Task to complete ->
Tally every line in the data that has the word "moved" and report only the total.

[Data entries]
# # # # # # #

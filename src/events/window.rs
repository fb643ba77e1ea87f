use serde::{Deserialize, Serialize};
use std::fmt;

/// Непрозрачный идентификатор окна, выданный источником событий
#[derive(Debug, Clone, Copy, PartialEq, Eq, Hash, PartialOrd, Ord, Serialize, Deserialize)]
pub struct WindowId(pub u64);

impl fmt::Display for WindowId {
    fn fmt(&self, f: &mut fmt::Formatter<'_>) -> fmt::Result {
        write!(f, "0x{:x}", self.0)
    }
}

/// Тип окна с точки зрения оконной системы
#[derive(Debug, Clone, Copy, Default, PartialEq, Eq, Hash, Serialize, Deserialize)]
#[serde(rename_all = "lowercase")]
pub enum WindowType {
    #[default]
    Normal,
    Dialog,
    Dock,
    Desktop,
}

/// Прямоугольник рамки окна в координатах оконной системы
#[derive(Debug, Clone, Copy, Default, PartialEq, Eq, Hash, Serialize, Deserialize)]
pub struct Rect {
    pub x: i32,
    pub y: i32,
    pub width: u32,
    pub height: u32,
}

impl Rect {
    pub fn new(x: i32, y: i32, width: u32, height: u32) -> Self {
        Self { x, y, width, height }
    }

    pub fn same_position(&self, other: &Rect) -> bool {
        self.x == other.x && self.y == other.y
    }

    pub fn same_size(&self, other: &Rect) -> bool {
        self.width == other.width && self.height == other.height
    }
}

impl fmt::Display for Rect {
    fn fmt(&self, f: &mut fmt::Formatter<'_>) -> fmt::Result {
        write!(f, "{}x{}+{}+{}", self.width, self.height, self.x, self.y)
    }
}

/// Информация об окне
#[derive(Debug, Clone, PartialEq, Eq, Hash, Serialize, Deserialize)]
pub struct WindowInfo {
    pub id: WindowId,
    pub title: String,
    pub window_type: WindowType,
    pub minimized: bool,
    pub frame_rect: Rect,
}

impl WindowInfo {
    pub fn new(id: WindowId, title: impl Into<String>) -> Self {
        Self {
            id,
            title: title.into(),
            window_type: WindowType::default(),
            minimized: false,
            frame_rect: Rect::default(),
        }
    }

    pub fn with_type(mut self, window_type: WindowType) -> Self {
        self.window_type = window_type;
        self
    }

    pub fn with_minimized(mut self, minimized: bool) -> Self {
        self.minimized = minimized;
        self
    }

    pub fn with_frame(mut self, frame_rect: Rect) -> Self {
        self.frame_rect = frame_rect;
        self
    }
}

impl fmt::Display for WindowInfo {
    fn fmt(&self, f: &mut fmt::Formatter<'_>) -> fmt::Result {
        write!(f, "\"{}\" [{}] {}", self.title, self.id, self.frame_rect)
    }
}

#[cfg(test)]
mod tests {
    use super::*;

    #[test]
    fn test_window_info_creation() {
        let window = WindowInfo::new(WindowId(7), "Terminal")
            .with_type(WindowType::Dialog)
            .with_frame(Rect::new(10, 20, 300, 200));

        assert_eq!(window.title, "Terminal");
        assert_eq!(window.window_type, WindowType::Dialog);
        assert!(!window.minimized);
        assert_eq!(window.frame_rect.x, 10);
    }

    #[test]
    fn test_new_window_is_normal_by_default() {
        assert_eq!(WindowType::default(), WindowType::Normal);
        assert_eq!(WindowInfo::new(WindowId(1), "Editor").window_type, WindowType::Normal);
    }

    #[test]
    fn test_rect_comparisons() {
        let a = Rect::new(0, 0, 100, 100);
        let moved = Rect::new(5, 0, 100, 100);
        let resized = Rect::new(0, 0, 120, 100);

        assert!(!a.same_position(&moved));
        assert!(a.same_size(&moved));
        assert!(a.same_position(&resized));
        assert!(!a.same_size(&resized));
    }

    #[test]
    fn test_window_type_deserializes_lowercase() {
        let parsed: Vec<WindowType> = serde_json::from_str(r#"["desktop","dock"]"#).unwrap();
        assert_eq!(parsed, vec![WindowType::Desktop, WindowType::Dock]);
    }
}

# # # # # # #

Exercise solution ->
3